Cuando Alfredo está firmando su renuncia a la dirección del hotel, se les comunica tanto a él como a Dña. Teresa que han encontrado a Beatriz muerta a causa de una puñalada. La familia Alarcón llama a Ayala, quien se encargará de investigar lo sucedido. Mientras Ayala investiga al personal del hotel para ver si alguien ha visto algo, Hernando busca el arma del homicidio y encuentra un cuchillo de oro cerca del cadáver de Beatriz.

Diego, que había visto lo sucedido entre Sofía y Beatriz mientras paseaba había cambiado el cuchillo con el que Sofía mató a Beatriz por otro y va a usar la prueba del crimen contra Sofía para hacerle chantaje y conseguir que Alicia le sea fiel.

¿Pero tú sabes bailar?

Camila sigue insistiendo en conquistar a Andrés aunque Andrés trate de evitarla continuamente. Camila le pide que la acompañe a la feria del pueblo, pero Andrés, inventándose mil escusas, se intenta escaquear.

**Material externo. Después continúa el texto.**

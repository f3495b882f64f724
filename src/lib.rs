pub mod error;
pub mod jit;
pub mod serialize;
pub mod ssa;
pub mod trainer;
pub mod turing;
pub mod worker;

pub use error::{EvoError, Signal};

pub type EvoResult<T> = Result<T, error::EvoError>;
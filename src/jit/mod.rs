//! Speculation infrastructure shared by the scalar and Turing layers.
//!
//! Compiled code moves through three tiers:
//! - Baseline: unspecialized, always correct
//! - Profiling: baseline plus branch instrumentation
//! - Specialized: cold branches collapsed behind guards, falling back to the
//!   baseline whenever a guard fails

pub mod profiler;

pub use profiler::{
    BranchCounter, BranchCounts, BranchId, BranchLivenessProfiler, BranchObserver, BranchSets,
    BranchStats,
};
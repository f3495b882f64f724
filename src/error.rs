use git_version::git_version;
use thiserror::Error;

/// Fatal errors raised while building, validating or compiling a program.
/// These abort construction and are never retried.
#[derive(Error, Debug)]
pub enum EvoError {
    #[error("Unknown error '{message}'. Please report this bug with the following information: Evojit Version = '{}', Git Revision = '{}'", env!("CARGO_PKG_VERSION"), git_version!(fallback = "unknown"))]
    UnknownError { message: String },

    #[error("Programs must take at least one argument")]
    NoArguments,

    #[error("Complexity {complexity} must exceed the argument count {arguments}")]
    ComplexityTooLow { complexity: usize, arguments: usize },

    #[error("Node {index} reads operand {operand}, which is not strictly before it")]
    ForwardReference { index: usize, operand: usize },

    #[error("Node {index} reads operand {operand}, which has been removed")]
    AbsentOperand { index: usize, operand: usize },

    #[error("Output slot {index} is empty")]
    AbsentOutput { index: usize },

    #[error("The leading node of a program must be directly compilable")]
    NonCompilableLeadingNode,

    #[error("Variable {variable} is out of range for a program with {count} variable(s)")]
    VariableOutOfRange { variable: usize, count: usize },

    #[error("Invalid configuration: {message}")]
    InvalidConfig { message: String },

    #[error("Worker task failed: {message}")]
    Worker { message: String },

    #[error("Serialization error")]
    Serialization {
        #[from]
        source: serde_json::Error,
    },

    #[error("IO error occurred while reading/writing")]
    IOError {
        #[from]
        source: std::io::Error,
    },
}

/// Runtime signals raised by compiled code. These are control flow, not
/// failures: callers catch them and deoptimize, repair or terminate the
/// current execution.
#[derive(Error, Debug, Clone, Copy, PartialEq, Eq)]
pub enum Signal {
    /// A checked arithmetic node received an operand it could not prove
    /// invalid ahead of time.
    #[error("Dynamic invalid operation at node {0}")]
    InvalidOperation(u16),

    /// A speculative guard failed.
    #[error("Optimized code bailed out")]
    Bailout,

    #[error("Loop budget exceeded")]
    LoopBudgetExceeded,

    #[error("Virtual memory page budget exhausted")]
    MemoryExhausted,

    #[error("Virtual memory address out of range")]
    AddressOutOfRange,
}

impl Signal {
    /// Signals that end the current execution outright instead of falling
    /// back to an unspecialized path.
    pub fn is_termination(&self) -> bool {
        matches!(
            self,
            Signal::LoopBudgetExceeded | Signal::MemoryExhausted | Signal::AddressOutOfRange
        )
    }
}
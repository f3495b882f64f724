use std::collections::VecDeque;
use std::sync::Arc;

use log::{debug, info, trace, warn};
use rand::rngs::StdRng;
use rand::Rng;

use crate::error::{EvoError, Signal};
use crate::jit::profiler::{BranchCounter, BranchLivenessProfiler, BranchObserver};
use crate::ssa::compiler::{compile, compile_tiered, CompiledProgram};
use crate::ssa::generator::{generate_initial, random_mutate, randomize, strip_static_invalid_values};
use crate::ssa::node::{validate, Node};
use crate::ssa::optimize::optimize_all;
use crate::worker::WorkerThread;
use crate::EvoResult;

use super::{best_of, join_round, trimmed_sum, Candidate, DataSource, RewardFunction, TrainingOutcome, TrainingSchedule};

/// Scalar programs take `arguments` inputs and produce one output in their
/// last slot.
#[derive(Debug, Clone, Copy, PartialEq)]
pub struct ScalarConfig {
    pub schedule: TrainingSchedule,
    pub arguments: usize,
    pub complexity: usize,
    /// Targeted repairs allowed per candidate before it is scored `-inf`.
    pub max_repairs: usize,
}

impl Default for ScalarConfig {
    fn default() -> Self {
        Self {
            schedule: TrainingSchedule::default(),
            arguments: 2,
            complexity: 16,
            max_repairs: 64,
        }
    }
}

impl ScalarConfig {
    pub fn validate(&self) -> EvoResult<()> {
        self.schedule.validate()?;
        if self.arguments == 0 {
            return Err(EvoError::NoArguments);
        }
        if self.complexity <= self.arguments {
            return Err(EvoError::ComplexityTooLow {
                complexity: self.complexity,
                arguments: self.arguments,
            });
        }
        Ok(())
    }
}

/// Branch observations of one candidate. Counts are only kept when the
/// schedule speculates; committing needs nothing but the observed sides.
enum Observations {
    Liveness(BranchLivenessProfiler),
    Counts(BranchCounter),
}

impl Observations {
    fn new(threshold: u64) -> Self {
        if threshold > 0 {
            Observations::Counts(BranchCounter::new())
        } else {
            Observations::Liveness(BranchLivenessProfiler::new())
        }
    }

    fn observer(&mut self) -> &mut dyn BranchObserver {
        match self {
            Observations::Liveness(profiler) => profiler,
            Observations::Counts(counter) => counter,
        }
    }

    /// Commit every conditional seen going one way only.
    fn commit(&self, nodes: &mut [Option<Node>], offset: usize) -> usize {
        match self {
            Observations::Liveness(profiler) => profiler.strip(nodes, 0, offset),
            Observations::Counts(counter) => counter.strip(nodes, 0, offset, 0, false),
        }
    }

    /// Guard every conditional whose cold side stayed within `threshold`.
    fn speculate(&self, nodes: &mut [Option<Node>], offset: usize, threshold: u64) -> usize {
        match self {
            Observations::Liveness(_) => 0,
            Observations::Counts(counter) => counter.strip(nodes, 0, offset, threshold, true),
        }
    }
}

/// Per-candidate evaluation pipeline, shared with the workers.
struct Evaluator {
    config: ScalarConfig,
    reward: Arc<dyn RewardFunction>,
    data: Arc<dyn DataSource>,
}

impl Evaluator {
    fn outputs_start(&self) -> usize {
        self.config.complexity - 1
    }

    fn propose(&self, mut nodes: Vec<Option<Node>>, mut rng: StdRng) -> EvoResult<Candidate<Vec<Option<Node>>>> {
        random_mutate(&mut nodes, self.config.arguments, &mut rng);
        random_mutate(&mut nodes, self.config.arguments, &mut rng);
        self.evaluate(nodes, &mut rng)
    }

    /// Clean up, profile with repairs, specialize and score a program.
    fn evaluate(&self, mut nodes: Vec<Option<Node>>, rng: &mut StdRng) -> EvoResult<Candidate<Vec<Option<Node>>>> {
        let schedule = &self.config.schedule;
        let outputs_start = self.outputs_start();
        let mut scores = Vec::with_capacity(schedule.total_runs());
        let mut repairs = 0;

        strip_static_invalid_values(&mut nodes, outputs_start, rng);

        let threshold = schedule.speculation_threshold;
        let observations = loop {
            let program = compile(&nodes, 1, true, Some(0))?;
            let mut observations = Observations::new(threshold);
            scores.clear();

            match self.profile(&program, observations.observer(), &mut scores, rng) {
                Ok(()) => break observations,
                Err(Signal::InvalidOperation(index)) => {
                    repairs += 1;
                    if repairs > self.config.max_repairs {
                        warn!("Candidate still invalid after {} repair(s)", self.config.max_repairs);
                        return Ok(Candidate {
                            program: nodes,
                            score: f64::NEG_INFINITY,
                        });
                    }

                    trace!("Repairing node {}", index);
                    randomize(&mut nodes, VecDeque::from([index as usize]), rng);
                    strip_static_invalid_values(&mut nodes, outputs_start, rng);
                }
                Err(signal) => {
                    trace!("Profiling aborted by {}", signal);
                    return Ok(Candidate {
                        program: nodes,
                        score: f64::NEG_INFINITY,
                    });
                }
            }
        };

        let arguments = self.config.arguments;
        let committed = observations.commit(&mut nodes, arguments);
        optimize_all(&mut nodes, outputs_start);

        let speculative = if threshold > 0 {
            let mut speculative = nodes.clone();
            let pruned = observations.speculate(&mut speculative, arguments, threshold);
            (pruned > 0).then_some(speculative)
        } else {
            None
        };

        let tiered = compile_tiered(speculative.as_deref(), &nodes, 1)?;
        let mut inputs = vec![0.0; self.data.arguments()];
        let mut output = [0.0];
        for _ in 0..schedule.heavy_runs {
            self.data.fill(&mut inputs, rng);
            let score = match tiered.invoke(&inputs, &mut output) {
                Ok(()) => self.reward.score(&inputs, output[0]),
                Err(signal) => {
                    trace!("Heavy run aborted by {}", signal);
                    f64::NEG_INFINITY
                }
            };
            scores.push(score);
        }

        match &observations {
            Observations::Counts(counter) => debug!("{} committed, {}", committed, counter.stats()),
            Observations::Liveness(_) => debug!("{} branch(es) committed", committed),
        }
        Ok(Candidate {
            program: nodes,
            score: trimmed_sum(&scores, schedule.remove_outliers),
        })
    }

    fn profile(
        &self,
        program: &CompiledProgram,
        observer: &mut dyn BranchObserver,
        scores: &mut Vec<f64>,
        rng: &mut StdRng,
    ) -> Result<(), Signal> {
        let mut inputs = vec![0.0; self.data.arguments()];
        let mut output = [0.0];

        for _ in 0..self.config.schedule.profiling_runs {
            self.data.fill(&mut inputs, rng);
            program.invoke(&inputs, &mut output, Some(&mut *observer))?;
            scores.push(self.reward.score(&inputs, output[0]));
        }

        Ok(())
    }
}

/// Evolves scalar programs against a reward function.
pub struct ScalarTrainer {
    evaluator: Arc<Evaluator>,
    workers: Vec<WorkerThread>,
}

impl ScalarTrainer {
    pub fn new(config: ScalarConfig, reward: Arc<dyn RewardFunction>, data: Arc<dyn DataSource>) -> EvoResult<Self> {
        config.validate()?;
        if data.arguments() < config.arguments {
            return Err(EvoError::InvalidConfig {
                message: format!(
                    "data source provides {} argument(s), programs read {}",
                    data.arguments(),
                    config.arguments
                ),
            });
        }

        Ok(Self {
            evaluator: Arc::new(Evaluator { config, reward, data }),
            workers: WorkerThread::spawn_pool(config.schedule.threads)?,
        })
    }

    pub fn config(&self) -> &ScalarConfig {
        &self.evaluator.config
    }

    /// A fresh random program of the configured shape.
    pub fn initial<R: Rng + ?Sized>(&self, rng: &mut R) -> EvoResult<Vec<Option<Node>>> {
        let config = &self.evaluator.config;
        let mut nodes = generate_initial(config.arguments, config.complexity, rng)?;
        strip_static_invalid_values(&mut nodes, config.complexity - 1, rng);
        Ok(nodes)
    }

    /// Train from `initial` (or a random program) until the iteration budget
    /// runs out or a candidate scores `+inf`. The starting program is scored
    /// first and is only replaced by a strictly better candidate.
    pub fn train(&self, initial: Option<Vec<Option<Node>>>) -> EvoResult<TrainingOutcome<Vec<Option<Node>>>> {
        let schedule = self.evaluator.config.schedule;
        let threads = self.workers.len() as u64;

        let mut rng = schedule.rng_for(0, u64::MAX);
        let start = match initial {
            Some(nodes) => {
                if nodes.len() != self.evaluator.config.complexity {
                    return Err(EvoError::InvalidConfig {
                        message: format!(
                            "initial program has {} slot(s), expected {}",
                            nodes.len(),
                            self.evaluator.config.complexity
                        ),
                    });
                }
                validate(&nodes)?;
                nodes
            }
            None => self.initial(&mut rng)?,
        };
        let Candidate {
            program: mut elite,
            score: mut elite_score,
        } = self.evaluator.evaluate(start, &mut rng)?;
        let mut improvements = 0;
        debug!("Starting elite scores {}", elite_score);

        if elite_score == f64::INFINITY {
            return Ok(TrainingOutcome {
                program: elite,
                score: elite_score,
                rounds: 0,
                improvements,
            });
        }

        for round in 0..schedule.iterations {
            let handles = self
                .workers
                .iter()
                .zip(0..threads)
                .map(|(worker, stream)| {
                    let evaluator = Arc::clone(&self.evaluator);
                    let nodes = elite.clone();
                    let rng = schedule.rng_for(round, stream);
                    worker.enqueue(move || evaluator.propose(nodes, rng))
                })
                .collect();

            let Some(best) = best_of(join_round(handles)?) else {
                continue;
            };

            if best.score == f64::INFINITY {
                info!("Solved in round {}", round);
                return Ok(TrainingOutcome {
                    program: best.program,
                    score: best.score,
                    rounds: round + 1,
                    improvements: improvements + 1,
                });
            }

            if best.score > elite_score {
                info!("Round {}: elite improved from {} to {}", round, elite_score, best.score);
                elite = best.program;
                elite_score = best.score;
                improvements += 1;
            } else {
                debug!("Round {}: best candidate {} did not beat {}", round, best.score, elite_score);
            }
        }

        info!("Iteration budget exhausted at score {}", elite_score);
        Ok(TrainingOutcome {
            program: elite,
            score: elite_score,
            rounds: schedule.iterations,
            improvements,
        })
    }
}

Una vez que Camila logra convencer a Andrés para que vaya al baile con ella en el pueblo y, con la insistencia de Julio también, Andrés no puede acompañarla porque tiene que hablar con Alicia sobre el día en el que D. Carlos murió.

   

Finalmente Camila no asiste al baile y, cansada de que Andrés siempre encuentre escusas, le dice que ya no va a invitarlo más veces a salir, que ha entendido que Andrés no está interesado en ella. Andrés cansado de huir de la tentación, acaba por caer en ella y besa a Camila.

La petaca de D. Carlos

Alicia, harta de todo lo que les está sucediendo, decide que Julio y ella no pueden seguir viéndose, ya que todo lo sucedido ha sido por culpa de su relación. Su amor no puede ser bueno porque no hace más que traer desgracias. Alicia decide terminar con la historia entre Julio y ella pero lo hace a través de la puerta de la habitación de Julio pensando que Julio estaba dentro, ya que no se atreve a decírselo mirándole a los ojos. Lo que no sabe es que Julio no ha escuchado nada de lo que le decía, pues no estaba ahí.

   

El que sí estaba era Javier, quien le cuenta lo sucedido a Julio. Javier le cuenta a Julio que Alicia ha ido a la habitación para acabar con su idilio y si no quiere que cuente nada deberá ayudarle a seguir escondido hasta que le paguen el rescate. Como Julio no tiene otra opción acaba aceptando y lo esconde en una habitación vacía. Pero como el hotel está lleno, en la habitación en la que se aloja Javier instalan a una pareja de recién casados, y Javier tiene que permanecer escondido debajo de la cama hasta que Julio consigue sacarlo de ahí.

Para esconderlo de nuevo lo lleva  a la habitación secreta, desde donde escribe las notas dirigidas a Alfredo para hacer la entrega del dinero. En la habitación de D. Carlos hay muchos recuerdos suyos y Javier se queda con la petaca de su padre. El día de la entrega del dinero se la va bebiendo poco a poco, pero no le causa ningún daño como Julio y Alicia pensaban que ocurriría.